2. Suleiman Abba. In my November 29, 2014 article titled “Suleiman Abba: Inspector General for the President (IGP),” I wrote: “Let’s stop the pretense. We have no Inspector General of Police in Nigeria. What we have is an Inspector General for the President. It’s still IGP, but we know what the “P” in the initialism actually stands for. IGP Suleiman Abba will certainly gown down in the annals as the most openly politically partisan police chief Nigeria has ever had. “….Abba has carried on as if he is no more than an appendage of the president’s office. But it isn’t his overzealously undisguised partisanship in and of itself that is unusual; it’s the bewilderingly tasteless showiness with which he is doing it. “From instructing his men and women to forcibly deny members of the House of Representatives entry into their chambers, to initially spurning the invitation of the House before grudgingly accepting it, to refusing to recognize the legitimacy of the Speaker when he appeared before the House, Abba has stepped outside the bounds of decency and conventional policing. He has redefined his role as not the chief law enforcement officer of the nation but as a protector of the president and a tormentor of his opponents. These days it’s hard to tell the IGP apart from the People’s Democratic Party’s hacks and spin doctors. In fact, he seems to be doing a better job at defending the PDP and the President than the people who are paid to do so. Any Inspector General of Police who outdoes hacks and spin doctors in political propaganda is beneath contempt.”
No one will take Buhari seriously if he does not fire Suleiman Abba. I will personally transmute into Buhari’s severest critic if he retains Abba.
No one will take Buhari seriously if he does not fire Suleiman Abba. I will personally transmute into Buhari’s severest critic if he retains Abba.
3. Service chiefs. All the political service chiefs that conspired with Goodluck Jonathan to cause a shift in the date of the presidential election should be fired. They were clearly partisan and unprofessional in ways that have no parallel in Nigeria’s democratic history.

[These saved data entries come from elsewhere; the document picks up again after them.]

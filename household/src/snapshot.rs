//! Snapshot import and tree export
//!
//! Reads the household member list the records API returns and writes the
//! built tree as JSON for the family tree view.

use serde::{Deserialize, Serialize};

use crate::components::Member;
use crate::error::SnapshotError;
use crate::tree::FamilyTree;

/// Current snapshot schema version.
pub const SNAPSHOT_VERSION: u8 = 1;

/// Member list of one household at a point in time.
#[derive(Debug, Clone, PartialEq, Eq, Serialize, Deserialize)]
#[serde(rename_all = "camelCase")]
pub struct HouseholdSnapshot {
    #[serde(default = "default_version")]
    pub version: u8,
    #[serde(default, alias = "household_id", skip_serializing_if = "Option::is_none")]
    pub household_id: Option<String>,
    pub members: Vec<Member>,
}

fn default_version() -> u8 {
    SNAPSHOT_VERSION
}

/// Either a full snapshot object or the bare member array.
#[derive(Deserialize)]
#[serde(untagged)]
enum RawSnapshot {
    Full(HouseholdSnapshot),
    Members(Vec<Member>),
}

impl HouseholdSnapshot {
    pub fn new(household_id: Option<String>, members: Vec<Member>) -> Self {
        Self {
            version: SNAPSHOT_VERSION,
            household_id,
            members,
        }
    }

    /// Parse a snapshot, accepting a bare member array as version 1.
    pub fn from_json(json: &str) -> Result<Self, SnapshotError> {
        // Syntax errors surface here, before the untagged match
        let value: serde_json::Value = serde_json::from_str(json).map_err(SnapshotError::Parse)?;
        let snapshot = match serde_json::from_value(value).map_err(SnapshotError::Parse)? {
            RawSnapshot::Full(snapshot) => snapshot,
            RawSnapshot::Members(members) => HouseholdSnapshot::new(None, members),
        };

        if snapshot.version != SNAPSHOT_VERSION {
            return Err(SnapshotError::UnsupportedVersion(snapshot.version));
        }

        Ok(snapshot)
    }

    pub fn to_json(&self) -> Result<String, SnapshotError> {
        serde_json::to_string(self).map_err(SnapshotError::Serialize)
    }
}

/// Serialize a tree to a JSON array of nodes.
pub fn export_tree(tree: &FamilyTree) -> Result<String, SnapshotError> {
    serde_json::to_string(&tree.nodes).map_err(SnapshotError::Serialize)
}

/// Same as [`export_tree`] with indentation.
pub fn export_tree_pretty(tree: &FamilyTree) -> Result<String, SnapshotError> {
    serde_json::to_string_pretty(&tree.nodes).map_err(SnapshotError::Serialize)
}

#[cfg(test)]
mod tests {
    use super::*;
    use crate::components::MemberId;
    use crate::tree::build_family_tree;
    use serde_json::json;

    #[test]
    fn test_parse_full_snapshot() {
        let json = json!({
            "version": 1,
            "householdId": "HH-0042",
            "members": [
                {"id": 1, "firstName": "Ramon", "lastName": "Reyes", "role": "Head"},
                {"id": 2, "firstName": "Liza", "lastName": "Reyes", "role": "Spouse"}
            ]
        })
        .to_string();

        let snapshot = HouseholdSnapshot::from_json(&json).unwrap();
        assert_eq!(snapshot.household_id.as_deref(), Some("HH-0042"));
        assert_eq!(snapshot.members.len(), 2);
        assert_eq!(snapshot.members[1].id, MemberId::from("2"));
    }

    #[test]
    fn test_parse_bare_member_array() {
        let json = r#"[{"id": "7", "first_name": "Ana", "last_name": "Cruz", "role": "Head"}]"#;
        let snapshot = HouseholdSnapshot::from_json(json).unwrap();
        assert_eq!(snapshot.version, SNAPSHOT_VERSION);
        assert_eq!(snapshot.household_id, None);
        assert_eq!(snapshot.members[0].display_name(), "Ana Cruz");
    }

    #[test]
    fn test_missing_version_defaults() {
        let json = r#"{"members": []}"#;
        let snapshot = HouseholdSnapshot::from_json(json).unwrap();
        assert_eq!(snapshot.version, SNAPSHOT_VERSION);
        assert!(snapshot.members.is_empty());
    }

    #[test]
    fn test_rejects_unknown_version() {
        let json = r#"{"version": 3, "members": []}"#;
        assert!(matches!(
            HouseholdSnapshot::from_json(json),
            Err(SnapshotError::UnsupportedVersion(3))
        ));
    }

    #[test]
    fn test_rejects_malformed_json() {
        assert!(matches!(
            HouseholdSnapshot::from_json("{\"members\": ["),
            Err(SnapshotError::Parse(_))
        ));
        assert!(matches!(
            HouseholdSnapshot::from_json(r#"{"members": [{"role": "Head"}]}"#),
            Err(SnapshotError::Parse(_))
        ));
    }

    #[test]
    fn test_export_shape() {
        let members = vec![
            Member::new(1u64, "Ramon", "Reyes", "Head"),
            Member::new(2u64, "Liza", "Reyes", "Spouse"),
            Member::new(3u64, "Paolo", "Reyes", "Adopted Son"),
        ];
        let tree = build_family_tree(&members);
        let exported: serde_json::Value =
            serde_json::from_str(&export_tree(&tree).unwrap()).unwrap();

        assert_eq!(
            exported[2],
            json!({
                "id": "3",
                "name": "Paolo Reyes",
                "role": "Adopted Son",
                "parents": ["1", "2"],
                "relation": "adopted"
            })
        );
        assert_eq!(exported[0]["parents"], json!([]));
    }
}
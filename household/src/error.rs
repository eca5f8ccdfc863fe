//! Error types for the fallible edges around the tree builder.

use thiserror::Error;

use crate::components::MemberId;

#[derive(Debug, Error)]
pub enum SnapshotError {
    #[error("JSON parse error: {0}")]
    Parse(#[source] serde_json::Error),

    #[error("Unsupported snapshot version: {0}")]
    UnsupportedVersion(u8),

    #[error("JSON serialize error: {0}")]
    Serialize(#[source] serde_json::Error),
}

/// A built tree that does not line up with the members it came from.
#[derive(Debug, Error, PartialEq, Eq)]
pub enum TreeError {
    #[error("tree has {nodes} nodes for {members} members")]
    CountMismatch { members: usize, nodes: usize },

    #[error("node {position} is {found}, expected member {expected}")]
    OrderMismatch {
        position: usize,
        expected: MemberId,
        found: MemberId,
    },

    #[error("node {node} lists parent {parent} which is not in the household")]
    DanglingParent { node: MemberId, parent: MemberId },
}
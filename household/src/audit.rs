//! Household audit
//!
//! Flags snapshots the registry should not have produced. None of these stop
//! the tree from being built; they are surfaced so clerks can fix the record.

use serde::Serialize;
use std::collections::{HashMap, HashSet};
use std::fmt;
use tracing::warn;

use crate::components::{Member, MemberId};
use crate::error::TreeError;
use crate::roles;
use crate::tree::FamilyTree;

#[derive(Debug, Clone, PartialEq, Eq, Serialize)]
#[serde(tag = "kind", rename_all = "snake_case")]
pub enum Anomaly {
    /// No member has the role "Head".
    MissingHead,
    /// More than one member has the role "Head". The first one is used.
    MultipleHeads { ids: Vec<MemberId> },
    DuplicateId { id: MemberId },
    BlankRole { id: MemberId },
    /// Role is neither "Head" nor in the vocabulary.
    UnrecognizedRole { id: MemberId, role: String },
}

impl fmt::Display for Anomaly {
    fn fmt(&self, f: &mut fmt::Formatter<'_>) -> fmt::Result {
        match self {
            Anomaly::MissingHead => write!(f, "household has no head"),
            Anomaly::MultipleHeads { ids } => {
                let ids: Vec<&str> = ids.iter().map(MemberId::as_str).collect();
                write!(f, "household has {} heads: {}", ids.len(), ids.join(", "))
            }
            Anomaly::DuplicateId { id } => write!(f, "member id {} appears more than once", id),
            Anomaly::BlankRole { id } => write!(f, "member {} has no role", id),
            Anomaly::UnrecognizedRole { id, role } => {
                write!(f, "member {} has unrecognized role {:?}", id, role)
            }
        }
    }
}

/// Check a member snapshot for anomalies.
///
/// Head problems come first, then per-member findings in input order.
pub fn audit_household(members: &[Member]) -> Vec<Anomaly> {
    let mut anomalies = Vec::new();

    let heads: Vec<MemberId> = members
        .iter()
        .filter(|m| roles::is_head(&m.role))
        .map(|m| m.id.clone())
        .collect();

    match heads.len() {
        0 if !members.is_empty() => anomalies.push(Anomaly::MissingHead),
        0 | 1 => {}
        _ => anomalies.push(Anomaly::MultipleHeads { ids: heads }),
    }

    let mut seen: HashMap<&MemberId, usize> = HashMap::new();
    for member in members {
        let count = seen.entry(&member.id).or_insert(0);
        *count += 1;
        // Report each duplicated id once
        if *count == 2 {
            anomalies.push(Anomaly::DuplicateId {
                id: member.id.clone(),
            });
        }

        if member.role.trim().is_empty() {
            anomalies.push(Anomaly::BlankRole {
                id: member.id.clone(),
            });
        } else if !roles::is_head(&member.role) && roles::classify(&member.role).is_none() {
            anomalies.push(Anomaly::UnrecognizedRole {
                id: member.id.clone(),
                role: member.role.clone(),
            });
        }
    }

    for anomaly in &anomalies {
        warn!("{}", anomaly);
    }

    anomalies
}

/// Confirm a tree lines up with the members it was built from: one node per
/// member in the same order, and every parent id present in the household.
pub fn verify_tree(members: &[Member], tree: &FamilyTree) -> Result<(), TreeError> {
    if members.len() != tree.len() {
        return Err(TreeError::CountMismatch {
            members: members.len(),
            nodes: tree.len(),
        });
    }

    for (position, (member, node)) in members.iter().zip(&tree.nodes).enumerate() {
        if member.id != node.id {
            return Err(TreeError::OrderMismatch {
                position,
                expected: member.id.clone(),
                found: node.id.clone(),
            });
        }
    }

    let known: HashSet<&MemberId> = members.iter().map(|m| &m.id).collect();
    for node in &tree.nodes {
        if let Some(parent) = node.parents.iter().find(|p| !known.contains(p)) {
            return Err(TreeError::DanglingParent {
                node: node.id.clone(),
                parent: parent.clone(),
            });
        }
    }

    Ok(())
}
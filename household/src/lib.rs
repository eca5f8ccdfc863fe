//! Household Family Tree
//!
//! Infers a parent-pointer family tree from a household's member list,
//! classifying each member's free-text role against a fixed vocabulary.

pub mod audit;
pub mod batch;
pub mod components;
pub mod error;
pub mod roles;
pub mod snapshot;
pub mod tree;

#[cfg(feature = "node")]
pub mod napi_bindings;

pub use audit::{audit_household, verify_tree, Anomaly};
pub use batch::{build_households, HouseholdTree};
pub use components::*;
pub use error::{SnapshotError, TreeError};
pub use roles::RoleCategory;
pub use snapshot::{export_tree, export_tree_pretty, HouseholdSnapshot};
pub use tree::{build_family_tree, FamilyTree};
/*
 * Copyright (C) 2023 Asim Ihsan
 * SPDX-License-Identifier: AGPL-3.0-only
 *
 * This program is free software: you can redistribute it and/or modify it under
 * the terms of the GNU Affero General Public License as published by the Free
 * Software Foundation, version 3.
 *
 * This program is distributed in the hope that it will be useful, but WITHOUT ANY
 * WARRANTY; without even the implied warranty of MERCHANTABILITY or FITNESS FOR A
 * PARTICULAR PURPOSE. See the GNU Affero General Public License for more details.
 *
 * You should have received a copy of the GNU Affero General Public License along
 * with this program. If not, see <https://www.gnu.org/licenses/>
 */

// PEAS - Performance, Environment, Action, Sensing
//
// See:
// -  Chapter 2: Intelligent Agents, page 40
// -  Chapter 4: Local search, hill-climbing, page 111

pub mod agent;
pub mod environment;
pub mod simulation;

pub use agent::{Agent, AgentError, AgentKind, AgentReport, Decision, Operation, Percept, Phase};
pub use environment::Environment;
pub use simulation::Simulation;
pub use weighted_network::{Edge, Graph, Length, NodeId};

/// A discrete step of the shared simulation clock.
pub type TimeStep = u32;

pub type HashSet<T> = rustc_hash::FxHashSet<T>;
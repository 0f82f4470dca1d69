/*
 * Copyright (C) 2023 Asim Ihsan
 * SPDX-License-Identifier: AGPL-3.0-only
 *
 * This program is free software: you can redistribute it and/or modify it under
 * the terms of the GNU Affero General Public License as published by the Free
 * Software Foundation, version 3.
 *
 * This program is distributed in the hope that it will be useful, but WITHOUT ANY
 * WARRANTY; without even the implied warranty of MERCHANTABILITY or FITNESS FOR A
 * PARTICULAR PURPOSE. See the GNU Affero General Public License for more details.
 *
 * You should have received a copy of the GNU Affero General Public License along
 * with this program. If not, see <https://www.gnu.org/licenses/>
 */

use crate::agent::{Agent, AgentError, AgentReport};
use crate::environment::Environment;
use crate::TimeStep;

/// A Simulation runs many Agents through one trial in Performance, Environment, Action, Sensing
/// (PEAS) cycles.
///
/// Every step, each live agent perceives, interprets and acts, in the order the agents were
/// given. Then the clock ticks. Dead agents are skipped but kept, so reports cover everyone.
/// The trial always runs to the horizon, however many agents have died.
pub struct Simulation {
    environment: Environment,
    agents: Vec<Agent>,
    steps_run: u64,
}

impl Simulation {
    pub fn new(environment: Environment, agents: Vec<Agent>) -> Self {
        Self {
            environment,
            agents,
            steps_run: 0,
        }
    }

    /// Run one step for every live agent, then tick the clock. A decision-cycle error means the
    /// cycle was driven incorrectly (or an agent kind cannot run) and is returned as is.
    pub fn step(&mut self) -> Result<(), AgentError> {
        let environment = &self.environment;
        for agent in self.agents.iter_mut().filter(|agent| agent.is_alive()) {
            agent.perceive(environment)?;
            agent.interpret(environment)?;
            agent.act(environment)?;
        }
        self.environment.tick();
        self.steps_run += 1;
        Ok(())
    }

    /// Run every remaining step up to and including the horizon. Agent kinds without a decision
    /// cycle are rejected before the first step, so a failed run leaves the trial untouched.
    pub fn run(&mut self) -> Result<(), AgentError> {
        for agent in &self.agents {
            agent.ensure_implemented()?;
        }
        tracing::info!(
            agents = self.agents.len(),
            horizon = self.environment.horizon(),
            nodes = self.environment.graph().node_count(),
            "starting trial"
        );
        while self.environment.is_running() {
            self.step()?;
        }
        tracing::info!(
            steps = self.steps_run,
            alive = self.agents.iter().filter(|agent| agent.is_alive()).count(),
            "trial finished"
        );
        Ok(())
    }

    pub fn environment(&self) -> &Environment {
        &self.environment
    }

    pub fn agents(&self) -> &[Agent] {
        &self.agents
    }

    pub fn steps_run(&self) -> u64 {
        self.steps_run
    }

    pub fn reports(&self) -> Vec<AgentReport> {
        self.agents.iter().map(Agent::report).collect()
    }
}
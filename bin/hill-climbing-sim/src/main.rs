/*
 * Copyright (C) 2023 Asim Ihsan
 * SPDX-License-Identifier: AGPL-3.0-only
 *
 * This program is free software: you can redistribute it and/or modify it under
 * the terms of the GNU Affero General Public License as published by the Free
 * Software Foundation, version 3.
 *
 * This program is distributed in the hope that it will be useful, but WITHOUT ANY
 * WARRANTY; without even the implied warranty of MERCHANTABILITY or FITNESS FOR A
 * PARTICULAR PURPOSE. See the GNU Affero General Public License for more details.
 *
 * You should have received a copy of the GNU Affero General Public License along
 * with this program. If not, see <https://www.gnu.org/licenses/>
 */

use std::path::PathBuf;

use anyhow::{Context, Result};
use clap::Parser;
use hill_climbing::AgentReport;
use scenario::{seeded_rng, Scenario};
use tracing_subscriber::EnvFilter;

/// Run one trial of greedy agents walking a weighted network.
#[derive(Debug, Parser)]
#[command(name = "hill-climbing-sim", version)]
struct Cli {
    /// Scenario file (YAML)
    #[arg(short, long, env = "HILL_CLIMBING_SCENARIO")]
    config: PathBuf,

    /// Random seed, overrides the seed in the scenario file
    #[arg(short, long)]
    seed: Option<u64>,

    /// Print agent reports as JSON
    #[arg(long)]
    json: bool,

    /// Enable debug logging
    #[arg(short, long)]
    verbose: bool,
}

fn format_report(report: &AgentReport) -> String {
    format!(
        "{}  {:?}  {}",
        report.identity, report.locations, report.performance
    )
}

fn main() -> Result<()> {
    let cli = Cli::parse();

    let default_level = if cli.verbose { "debug" } else { "info" };
    tracing_subscriber::fmt()
        .with_env_filter(
            EnvFilter::try_from_default_env().unwrap_or_else(|_| EnvFilter::new(default_level)),
        )
        .with_writer(std::io::stderr)
        .init();

    let scenario = Scenario::from_path(&cli.config)
        .with_context(|| format!("loading scenario {}", cli.config.display()))?;
    let seed = cli.seed.or(scenario.seed).unwrap_or(0);
    tracing::info!(seed, config = %cli.config.display(), "loaded scenario");

    let mut rng = seeded_rng(seed);
    let mut simulation = scenario
        .build_simulation(&mut rng)
        .context("building simulation")?;
    simulation.run().context("running trial")?;

    let reports = simulation.reports();
    if cli.json {
        println!("{}", serde_json::to_string_pretty(&reports)?);
    } else {
        for report in &reports {
            println!("{}", format_report(report));
        }
    }
    Ok(())
}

While we are at it, Brigadier Olaleye Lajide, the rabidly obsessive army spokesman who lied to the news media that Buhari had no school certificate, and that Buhari got enlisted in the army on the written recommendation of his principal, should be fired. He would do a better job being PDP’s spokesman. In the last few months, the Nigerian military got embarrassingly politicized, and they in turn militarized our politics. A politicized military of the kind we witnessed under Jonathan has no place in a democracy, especially a democracy brought about by the thirst for change. They are a danger to the nation. Buhari should weed them out forthwith if he truly means change.
4. NTA chief executives. No one watches the Nigerian Television Authority these days. The few who watch it do so either because they have no option or because they are curious to know what the heck the dinosaurs at NTA are up to. All NTA does now is, to use my description of the organization in a 2004 article titled “Tonie Iredia’s Propaganda on NTA,” assault “our sensibilities with cheap, unimaginative propaganda,” and being an “irritatingly boring, one-sided propaganda mouth-piece of an insensitive, incompetent and unbelievably venal government.” NTA was particularly vicious in its propaganda in the last presidential election. For NTA to be worth viewing again, its top dogs need to go. Never again should we have the kind of NTA we had in the months leading up to the election.
5. The corrupt fat cats at NNPC.
Who else should go to smooth the path for the change Buhari promised us? I’d love to read your thoughts.